ACTIVITY
Determine how many of the lines below include "Local", then respond with that number and no other text.

SUPPLIED MATERIAL
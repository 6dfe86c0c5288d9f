//! Wire and socket message types.
//!
//! # Protocol Overview
//!
//! | Message Type | Direction | Purpose |
//! |--------------|-----------|---------|
//! | `SubscribeRequest` | Local → Endpoint | JSON-RPC subscribe / resubscribe |
//! | raw frame | Endpoint → Local | Acks, errors, notifications (unparsed) |
//! | `SocketEvent` | Transport → Monitor | Socket lifecycle and inbound frames |
//!
//! Inbound frames are never interpreted here; handlers registered on the
//! pool receive the raw bytes.
//!
//! # Modules
//!
//! | Module | Description |
//! |--------|-------------|
//! | `event` | Typed socket events |
//! | `method` | Well-known subscription method names |
//! | `request` | Subscribe request envelope |

// ============================================================================
// Submodules
// ============================================================================

/// Socket event types.
pub mod event;

/// Well-known subscription methods.
pub mod method;

/// Subscribe request envelope.
pub mod request;

// ============================================================================
// Re-exports
// ============================================================================

pub use event::{ABNORMAL_CLOSURE, SocketEvent};
pub use method::SubscriptionMethod;
pub use request::{JSONRPC_VERSION, SubscribeRequest};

SOLUTION BELOW
2